§ What you will do
Given the records below, pull every line with the word "Some" into the answer.

§ Available data

--

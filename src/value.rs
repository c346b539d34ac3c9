// used when binding filter values and reading result cells
use rusqlite::types::{FromSql, FromSqlResult, ToSql, ToSqlOutput, Value, ValueRef};

// used to print out readable forms of a value
use std::fmt;
// values end up in hashed sets when categories are derived
use std::hash::{Hash, Hasher};
use std::cmp::Ordering;

use serde::{Serialize, Serializer};

use crate::error::{OppsqlError, Result};

/// The native type a stored text value is coerced into.
#[derive(Debug, Clone, Copy, PartialEq, Eq, Hash)]
pub enum Kind {
    Bool,
    Int,
    Float,
    Text,
}

impl Kind {
    pub fn name(&self) -> &'static str {
        match self {
            Kind::Bool => "bool",
            Kind::Int => "int",
            Kind::Float => "float",
            Kind::Text => "string",
        }
    }
}

/// A single attribute, parameter or filter value.
///
/// The result database stores attribute and parameter values as text, so a
/// value read from it is usually produced by [`Scalar::infer`], which tries the
/// variants in the order bool, int, float and falls back to text.
#[derive(Debug, Clone)]
pub enum Scalar {
    Bool(bool),
    Int(i64),
    Float(f64),
    Text(String),
}

impl Scalar {
    /// Ordered type inference. `true`/`false` must never fall through to text
    /// and integer looking values must never become floats.
    pub fn infer(text: &str) -> Scalar {
        match text {
            "true" => return Scalar::Bool(true),
            "false" => return Scalar::Bool(false),
            _ => (),
        }
        if let Ok(i) = text.parse::<i64>() {
            return Scalar::Int(i);
        }
        if let Ok(f) = text.parse::<f64>() {
            return Scalar::Float(f);
        }
        Scalar::Text(text.to_string())
    }

    /// Strict conversion of stored text into the given kind.
    pub fn parse_as(kind: Kind, text: &str) -> Result<Scalar> {
        let failed = || OppsqlError::Coercion {
            value: text.to_string(),
            target: kind.name(),
        };
        match kind {
            Kind::Bool => match text {
                "true" | "1" => Ok(Scalar::Bool(true)),
                "false" | "0" => Ok(Scalar::Bool(false)),
                _ => Err(failed()),
            },
            Kind::Int => text.trim().parse().map(Scalar::Int).map_err(|_| failed()),
            Kind::Float => text.trim().parse().map(Scalar::Float).map_err(|_| failed()),
            Kind::Text => Ok(Scalar::Text(text.to_string())),
        }
    }

    pub fn kind(&self) -> Kind {
        match self {
            Scalar::Bool(_) => Kind::Bool,
            Scalar::Int(_) => Kind::Int,
            Scalar::Float(_) => Kind::Float,
            Scalar::Text(_) => Kind::Text,
        }
    }

    /// Convert into another kind, going through the text encoding when the
    /// kinds differ.
    pub fn coerce(self, kind: Kind) -> Result<Scalar> {
        match (self, kind) {
            (s, k) if s.kind() == k => Ok(s),
            (Scalar::Int(i), Kind::Float) => Ok(Scalar::Float(i as f64)),
            (s, k) => Scalar::parse_as(k, &s.encode()),
        }
    }

    /// The text encoding used by the result database.
    pub fn encode(&self) -> String {
        match self {
            Scalar::Bool(b) => b.to_string(),
            Scalar::Int(i) => i.to_string(),
            Scalar::Float(f) => f.to_string(),
            Scalar::Text(s) => s.clone(),
        }
    }

    /// Read a result cell. NULL has no scalar counterpart.
    pub fn from_value_ref(value: ValueRef<'_>) -> Option<Scalar> {
        match value {
            ValueRef::Null => None,
            ValueRef::Integer(i) => Some(Scalar::Int(i)),
            ValueRef::Real(f) => Some(Scalar::Float(f)),
            ValueRef::Text(t) | ValueRef::Blob(t) => {
                Some(Scalar::Text(String::from_utf8_lossy(t).into_owned()))
            }
        }
    }

    /// Natural order: numbers by magnitude, text lexicographically, and
    /// otherwise bool < number < text.
    pub fn natural_cmp(&self, other: &Scalar) -> Ordering {
        fn rank(s: &Scalar) -> u8 {
            match s {
                Scalar::Bool(_) => 0,
                Scalar::Int(_) | Scalar::Float(_) => 1,
                Scalar::Text(_) => 2,
            }
        }
        match (self, other) {
            (Scalar::Bool(a), Scalar::Bool(b)) => a.cmp(b),
            (Scalar::Int(a), Scalar::Int(b)) => a.cmp(b),
            (Scalar::Text(a), Scalar::Text(b)) => a.cmp(b),
            (a, b) if rank(a) == 1 && rank(b) == 1 => {
                a.as_f64().total_cmp(&b.as_f64())
            }
            (a, b) => rank(a).cmp(&rank(b)),
        }
    }

    fn as_f64(&self) -> f64 {
        match self {
            Scalar::Int(i) => *i as f64,
            Scalar::Float(f) => *f,
            Scalar::Bool(b) => f64::from(u8::from(*b)),
            Scalar::Text(_) => f64::NAN,
        }
    }
}

impl PartialEq for Scalar {
    fn eq(&self, other: &Self) -> bool {
        match (self, other) {
            (Scalar::Bool(a), Scalar::Bool(b)) => a == b,
            (Scalar::Int(a), Scalar::Int(b)) => a == b,
            (Scalar::Float(a), Scalar::Float(b)) => a.to_bits() == b.to_bits(),
            (Scalar::Text(a), Scalar::Text(b)) => a == b,
            _ => false,
        }
    }
}
impl Eq for Scalar {}

impl Hash for Scalar {
    fn hash<H: Hasher>(&self, state: &mut H) {
        std::mem::discriminant(self).hash(state);
        match self {
            Scalar::Bool(b) => b.hash(state),
            Scalar::Int(i) => i.hash(state),
            Scalar::Float(f) => f.to_bits().hash(state),
            Scalar::Text(s) => s.hash(state),
        }
    }
}

impl fmt::Display for Scalar {
    fn fmt(&self, f: &mut fmt::Formatter) -> fmt::Result {
        write!(f, "{}", self.encode())
    }
}

// Booleans are bound as their lowercase text form, everything else natively so
// that the text affinity of the attribute columns does the comparison.
impl ToSql for Scalar {
    fn to_sql(&self) -> rusqlite::Result<ToSqlOutput<'_>> {
        Ok(match self {
            Scalar::Bool(b) => ToSqlOutput::from(if *b { "true" } else { "false" }),
            Scalar::Int(i) => ToSqlOutput::from(*i),
            Scalar::Float(f) => ToSqlOutput::from(*f),
            Scalar::Text(s) => ToSqlOutput::from(s.as_str()),
        })
    }
}
impl From<Scalar> for Value {
    fn from(scalar: Scalar) -> Self {
        match scalar {
            Scalar::Bool(b) => Value::Text(b.to_string()),
            Scalar::Int(i) => Value::Integer(i),
            Scalar::Float(f) => Value::Real(f),
            Scalar::Text(s) => Value::Text(s),
        }
    }
}
impl FromSql for Scalar {
    fn column_result(value: ValueRef<'_>) -> FromSqlResult<Self> {
        match value {
            ValueRef::Text(t) => Ok(Scalar::infer(&String::from_utf8_lossy(t))),
            other => Scalar::from_value_ref(other).ok_or(rusqlite::types::FromSqlError::InvalidType),
        }
    }
}

impl Serialize for Scalar {
    fn serialize<S: Serializer>(&self, serializer: S) -> std::result::Result<S::Ok, S::Error> {
        match self {
            Scalar::Bool(b) => serializer.serialize_bool(*b),
            Scalar::Int(i) => serializer.serialize_i64(*i),
            Scalar::Float(f) => serializer.serialize_f64(*f),
            Scalar::Text(s) => serializer.serialize_str(s),
        }
    }
}

impl From<bool> for Scalar {
    fn from(b: bool) -> Self { Scalar::Bool(b) }
}
impl From<i64> for Scalar {
    fn from(i: i64) -> Self { Scalar::Int(i) }
}
impl From<i32> for Scalar {
    fn from(i: i32) -> Self { Scalar::Int(i64::from(i)) }
}
impl From<f64> for Scalar {
    fn from(f: f64) -> Self { Scalar::Float(f) }
}
impl From<&str> for Scalar {
    fn from(s: &str) -> Self { Scalar::Text(s.to_string()) }
}
impl From<String> for Scalar {
    fn from(s: String) -> Self { Scalar::Text(s) }
}

#[cfg(test)]
mod tests {
    use super::*;

    #[test]
    fn inference_precedence() {
        assert_eq!(Scalar::infer("true"), Scalar::Bool(true));
        assert_eq!(Scalar::infer("false"), Scalar::Bool(false));
        assert_eq!(Scalar::infer("320"), Scalar::Int(320));
        assert_eq!(Scalar::infer("-4"), Scalar::Int(-4));
        assert_eq!(Scalar::infer("13.9"), Scalar::Float(13.9));
        assert_eq!(Scalar::infer("1e3"), Scalar::Float(1000.0));
        assert_eq!(Scalar::infer("True"), Scalar::Text("True".into()));
        assert_eq!(Scalar::infer("Net.car[0]"), Scalar::Text("Net.car[0]".into()));
    }

    #[test]
    fn coercion_between_kinds() {
        assert_eq!(Scalar::Text("42".into()).coerce(Kind::Int).unwrap(), Scalar::Int(42));
        assert_eq!(Scalar::Int(3).coerce(Kind::Float).unwrap(), Scalar::Float(3.0));
        assert_eq!(Scalar::Text("true".into()).coerce(Kind::Bool).unwrap(), Scalar::Bool(true));
        let err = Scalar::Text("fast".into()).coerce(Kind::Float).unwrap_err();
        assert!(format!("{err}").contains("float"));
    }

    #[test]
    fn natural_order_mixes_numbers() {
        let mut values = vec![Scalar::Float(13.9), Scalar::Int(2), Scalar::Text("a".into()), Scalar::Int(100)];
        values.sort_by(Scalar::natural_cmp);
        assert_eq!(values, vec![Scalar::Int(2), Scalar::Float(13.9), Scalar::Int(100), Scalar::Text("a".into())]);
    }
}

--

§ Task output
            ValueRef::Integer(i) => Some(Scalar::Int(i)),
            ValueRef::Real(f) => Some(Scalar::Float(f)),
                Some(Scalar::Text(String::from_utf8_lossy(t).into_owned()))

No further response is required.